To Zinovi, the whole picture of their immigration looks rather sad: making the rounds of the shops, chasing after sales and discounts, visiting doctors—that is how he sees the life of most of his acquaintances of his own age and much younger. A difficult thought of being mostly a “taker” disturbs him “Germany supplied us with everything, but we are nakhlebniki [spongers] here. I am very concerned about this. The others just do not care.”
Not wanting to be just a taker, Zinovi started volunteering with the local Jewish community—helping to organize events and visiting elderly and sick congregation members. All that began one day when, bored and with nowhere else to go, he came to the town’s Jewish community center. He came because his non-Jewish wife often reproached him about speaking so much about his grandmother while knowing so little about Jewish tradition. He came also because he wanted to ask people in the synagogue about the origins of the proverb his grandmother had told him.
On that first visit, Zinovi did not find the answer to his question. What did happen, however, was that when a community worker approached him and asked whether he would agree to join the minyan (the quorum of at least ten men necessary for Jewish prayer according to the Orthodox tradition), Zinovi, who was never a religious person, agreed to participate. Why? Of about three hundred male members of the congregation, it was difficult to find the ten necessary for the service to take place. Seeing this situation, Zinovi agreed to help. He also felt “that it is not nice to come, to ask for some help and then just go away and disappear.” Besides, he hoped that with time, he would discover in religious texts the source of his grandmother’s wise words.
As would later become apparent to me, Zinovi was not alone in his anxiety and contemplation about the precarious “taker” position in which he found himself. The motif of “taking and giving” would emerge in other immigrants’ stories as well. Touching upon questions of entitlement and reciprocity, social engagement and participation, the “takers and givers” trope colors the immigrants’ questioning of their moral economy and civic culture—on both the individual and collective levels and in relation to both the present and the past.
Acknowledgments
I am enormously indebted to my professors Edna Lomsky-Feder and Eyal Ben-Ari of the Hebrew University of Jerusalem, for their invaluable guidance, support and belief in this project.

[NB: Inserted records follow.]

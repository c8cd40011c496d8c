//! Building a store from seed data.

use collabdesk_core::{Brand, Campaign, EntityId, Influencer, SeedData};

use crate::{Store, StoreConfig};

impl Store {
    /// A store pre-loaded with `seed`.
    ///
    /// Records are inserted in file order through the regular insert path, so
    /// ids come from the collection counters. Campaign `influencerId` and
    /// `brandId` are 1-based positions in the seed lists and are rewritten to
    /// the ids those records were given. Seeding skips the simulated latency
    /// and does not push "New Campaign Created" notifications.
    pub async fn seeded(config: StoreConfig, seed: SeedData) -> Self {
        let store = Self::new(config);

        let mut influencer_ids = Vec::with_capacity(seed.influencers.len());
        for new in seed.influencers {
            influencer_ids.push(store.insert_row::<Influencer>(new).await.id);
        }

        let mut brand_ids = Vec::with_capacity(seed.brands.len());
        for new in seed.brands {
            brand_ids.push(store.insert_row::<Brand>(new).await.id);
        }

        for mut new in seed.campaigns {
            new.influencer_id = remap(&influencer_ids, new.influencer_id);
            new.brand_id = remap(&brand_ids, new.brand_id);
            store.insert_row::<Campaign>(new).await;
        }

        for new in seed.notifications {
            store.push_notification(new).await;
        }

        let counts = store.counts().await;
        tracing::info!(
            influencers = counts.influencers,
            brands = counts.brands,
            campaigns = counts.campaigns,
            notifications = counts.notifications,
            "store seeded"
        );
        store
    }
}

/// Position → assigned id. Out-of-range positions pass through unchanged and
/// resolve to "Unknown" later.
fn remap(ids: &[EntityId], position: EntityId) -> EntityId {
    usize::try_from(position)
        .ok()
        .and_then(|p| p.checked_sub(1))
        .and_then(|i| ids.get(i).copied())
        .unwrap_or(position)
}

This project began as my doctoral dissertation at the Hebrew University of Jerusalem, and it could never have come to fruition without generous funding and support from several sources. Preliminary research for the book was enabled by the Social Sciences Faculty Rector’s Scholarship of the Hebrew University of Jerusalem, the Minerva Foundation, DAAD Scholarship, the Jewish Memorial Foundation, and a fieldwork grant from the Shaine Center of the Department of Sociology and Anthropology, the Hebrew University of Jerusalem. During the writing I was supported by a Fulbright Scholarship, the Hebrew University of Jerusalem Postdoctoral Grant, by Shapira Postdoctoral Fellowship at Tel Aviv University, and by the Postdoctoral Fellowship at the Department of Sociology, Political Science and Communication at the Open University, Israel.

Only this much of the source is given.